Does query optimizer manage to prioritize the first clause, avoiding
to do the subquery if the simpler clause is true for at least 1 record.
It can do
create table customers(id int identity primary key, firstname varchar(10)) ;
insert into customers values ('John'), ('Johnathan'), ('George');
create table customer_emails(id_customer int, email varchar(100));
insert into customer_emails values (1, 'John@example.com'), (2, 'Johnathan@example.com');
In the plan I got the first row matched the LIKE 'John%' predicate and the scan against customer_emails was not executed at all.

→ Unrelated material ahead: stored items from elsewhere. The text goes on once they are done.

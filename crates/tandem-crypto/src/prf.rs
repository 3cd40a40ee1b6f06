//! TLS 1.2 PRF and key derivation (RFC 5246, section 5).
//!
//! The PRF is `P_hash(secret, label ++ seed)` where `P_hash` is an
//! HMAC-based expansion over a single hash — SHA-256 or SHA-384 depending
//! on the cipher suite, never the MD5/SHA-1 mix of earlier TLS versions:
//!
//! ```text
//! A(0) = label ++ seed
//! A(i) = HMAC(secret, A(i-1))
//! P_hash = HMAC(secret, A(1) ++ label ++ seed) ++
//!          HMAC(secret, A(2) ++ label ++ seed) ++ ...
//! ```
//!
//! Everything in this module is a pure function of its byte inputs. Given
//! the same master secret, randoms, and hash, two independent stacks must
//! derive bit-identical key blocks — that equality is the interoperability
//! contract, and there is no error signal when it is violated: mismatched
//! sizing silently yields wrong keys and a failed Finished check later.

use subtle::ConstantTimeEq;
use zeroize::{Zeroize, ZeroizeOnDrop, Zeroizing};

use crate::aead::AeadAlgorithm;
use crate::error::CryptoError;
use crate::hash::HashAlgorithm;

/// Master secret length fixed by the protocol.
pub const MASTER_SECRET_LEN: usize = 48;

/// Length of the client and server hello randoms.
pub const RANDOM_LEN: usize = 32;

/// Finished-message verify data length for TLS 1.2.
pub const VERIFY_DATA_LEN: usize = 12;

/// The 48-byte TLS 1.2 master secret.
///
/// Opaque to this core: the key exchange producing it lives elsewhere.
/// Zeroed on drop; `Debug` never prints the bytes; equality is
/// constant-time.
#[derive(Clone, Zeroize, ZeroizeOnDrop)]
pub struct MasterSecret([u8; MASTER_SECRET_LEN]);

impl PartialEq for MasterSecret {
    fn eq(&self, other: &Self) -> bool {
        self.0.ct_eq(&other.0).into()
    }
}

impl Eq for MasterSecret {}

impl MasterSecret {
    /// Wrap an established master secret.
    pub fn from_bytes(bytes: [u8; MASTER_SECRET_LEN]) -> Self {
        Self(bytes)
    }

    /// The raw secret, for use as PRF input.
    pub fn as_bytes(&self) -> &[u8; MASTER_SECRET_LEN] {
        &self.0
    }
}

impl std::fmt::Debug for MasterSecret {
    fn fmt(&self, f: &mut std::fmt::Formatter<'_>) -> std::fmt::Result {
        write!(f, "MasterSecret(<redacted 48 bytes>)")
    }
}

/// Key material expanded from the master secret, in derivation order.
///
/// AEAD suites carry no MAC keys: the block is
/// `client_write_key ++ server_write_key ++ client_write_iv ++
/// server_write_iv`, sized per suite.
#[derive(Clone)]
pub struct KeyBlock {
    /// Key protecting client-to-server records.
    pub client_write_key: Zeroizing<Vec<u8>>,
    /// Key protecting server-to-client records.
    pub server_write_key: Zeroizing<Vec<u8>>,
    /// Fixed IV (nonce salt) for the client-to-server direction.
    pub client_write_iv: Zeroizing<Vec<u8>>,
    /// Fixed IV (nonce salt) for the server-to-client direction.
    pub server_write_iv: Zeroizing<Vec<u8>>,
}

impl std::fmt::Debug for KeyBlock {
    fn fmt(&self, f: &mut std::fmt::Formatter<'_>) -> std::fmt::Result {
        f.debug_struct("KeyBlock")
            .field("client_write_key", &format!("<redacted {} bytes>", self.client_write_key.len()))
            .field("server_write_key", &format!("<redacted {} bytes>", self.server_write_key.len()))
            .field("client_write_iv", &format!("<redacted {} bytes>", self.client_write_iv.len()))
            .field("server_write_iv", &format!("<redacted {} bytes>", self.server_write_iv.len()))
            .finish()
    }
}

/// Which side's Finished message a verify-data computation is for.
#[derive(Debug, Clone, Copy, PartialEq, Eq)]
pub enum FinishedLabel {
    /// `"client finished"`
    Client,
    /// `"server finished"`
    Server,
}

impl FinishedLabel {
    /// The ASCII label, no terminator.
    pub const fn as_bytes(self) -> &'static [u8] {
        match self {
            Self::Client => b"client finished",
            Self::Server => b"server finished",
        }
    }
}

/// The TLS 1.2 PRF.
///
/// Returns exactly `output_len` bytes, truncating the final HMAC block.
///
/// # Errors
///
/// - [`CryptoError::UnsupportedPrfHash`] unless `hash` is SHA-256 or
///   SHA-384
/// - [`CryptoError::InvalidOutputLength`] for `output_len == 0`
pub fn prf(
    secret: &[u8],
    label: &[u8],
    seed: &[u8],
    output_len: usize,
    hash: HashAlgorithm,
) -> Result<Vec<u8>, CryptoError> {
    if !hash.is_prf_hash() {
        return Err(CryptoError::UnsupportedPrfHash { algorithm: hash });
    }
    if output_len == 0 {
        return Err(CryptoError::InvalidOutputLength);
    }

    let mut label_seed = Vec::with_capacity(label.len() + seed.len());
    label_seed.extend_from_slice(label);
    label_seed.extend_from_slice(seed);

    // A(1) = HMAC(secret, A(0)), A(0) = label ++ seed
    let mut a = hash.hmac_parts(secret, &[&label_seed]);

    let mut output = Vec::with_capacity(output_len.next_multiple_of(hash.output_len()));
    while output.len() < output_len {
        output.extend_from_slice(&hash.hmac_parts(secret, &[&a, &label_seed]));
        a = hash.hmac_parts(secret, &[&a]);
    }
    a.zeroize();
    output.truncate(output_len);
    Ok(output)
}

/// Derive the master secret from the premaster secret.
///
/// `PRF(premaster, "master secret", client_random ++ server_random)[0..48]`
pub fn derive_master_secret(
    premaster_secret: &[u8],
    client_random: &[u8; RANDOM_LEN],
    server_random: &[u8; RANDOM_LEN],
    hash: HashAlgorithm,
) -> Result<MasterSecret, CryptoError> {
    let mut seed = [0u8; 2 * RANDOM_LEN];
    seed[..RANDOM_LEN].copy_from_slice(client_random);
    seed[RANDOM_LEN..].copy_from_slice(server_random);

    let expanded = Zeroizing::new(prf(
        premaster_secret,
        b"master secret",
        &seed,
        MASTER_SECRET_LEN,
        hash,
    )?);
    let mut bytes = [0u8; MASTER_SECRET_LEN];
    bytes.copy_from_slice(&expanded);
    Ok(MasterSecret::from_bytes(bytes))
}

/// Expand the master secret into per-direction keys and fixed IVs.
///
/// Label `"key expansion"`; the seed is `server_random ++ client_random` —
/// reversed relative to master-secret derivation, a protocol quirk both
/// sides must reproduce exactly.
pub fn derive_key_block(
    master_secret: &MasterSecret,
    client_random: &[u8; RANDOM_LEN],
    server_random: &[u8; RANDOM_LEN],
    algorithm: AeadAlgorithm,
    hash: HashAlgorithm,
) -> Result<KeyBlock, CryptoError> {
    let mut seed = [0u8; 2 * RANDOM_LEN];
    seed[..RANDOM_LEN].copy_from_slice(server_random);
    seed[RANDOM_LEN..].copy_from_slice(client_random);

    let key_len = algorithm.key_len();
    let iv_len = algorithm.fixed_iv_len();
    let block = Zeroizing::new(prf(
        master_secret.as_bytes(),
        b"key expansion",
        &seed,
        2 * (key_len + iv_len),
        hash,
    )?);

    let (keys, ivs) = block.split_at(2 * key_len);
    let (client_key, server_key) = keys.split_at(key_len);
    let (client_iv, server_iv) = ivs.split_at(iv_len);

    tracing::debug!(cipher = %algorithm, prf = %hash, "derived key block");

    Ok(KeyBlock {
        client_write_key: Zeroizing::new(client_key.to_vec()),
        server_write_key: Zeroizing::new(server_key.to_vec()),
        client_write_iv: Zeroizing::new(client_iv.to_vec()),
        server_write_iv: Zeroizing::new(server_iv.to_vec()),
    })
}

/// Compute Finished-message verify data.
///
/// `transcript_digest` is the handshake hash up to, but not including, the
/// Finished message being computed. The peer's copy of the result either
/// matches bit-for-bit or the handshake is dead.
pub fn verify_data(
    master_secret: &MasterSecret,
    label: FinishedLabel,
    transcript_digest: &[u8],
    hash: HashAlgorithm,
) -> Result<[u8; VERIFY_DATA_LEN], CryptoError> {
    let expanded = prf(
        master_secret.as_bytes(),
        label.as_bytes(),
        transcript_digest,
        VERIFY_DATA_LEN,
        hash,
    )?;
    let mut out = [0u8; VERIFY_DATA_LEN];
    out.copy_from_slice(&expanded);
    Ok(out)
}

/// Constant-time comparison of verify data (or any two byte strings).
///
/// Unequal lengths compare unequal without leaking a timing difference on
/// the contents.
pub fn verify_data_matches(ours: &[u8], theirs: &[u8]) -> bool {
    ours.ct_eq(theirs).into()
}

However your question is phrased as
if the simpler clause is true for at least 1 record
That would imply that the simpler WHERE clause is evaluated in its entirety and only if that fails is the second one evaluated.
For
SELECT TOP 1 *
FROM customers
WHERE firstname LIKE 'George%'
OR id IN (SELECT id_customer
FROM customer_emails
WHERE email like 'George.doe@%' );
Three rows were processed before one was found matching LIKE 'George%'and there were two ensuing scans on customer_emails
Rewriting as follows...
create index ix on customers(firstname) include(id)
SELECT TOP 1 *
FROM customers with(forceseek)
WHERE firstname LIKE 'George%'
OR firstname NOT LIKE 'George%' AND id IN (SELECT id_customer
FROM customer_emails
WHERE email like 'George.doe@%' );
... happens to give a plan where the operators in the shaded area for the IN part don't get executed if the simpler predicate returns a row but this plan isn't guaranteed.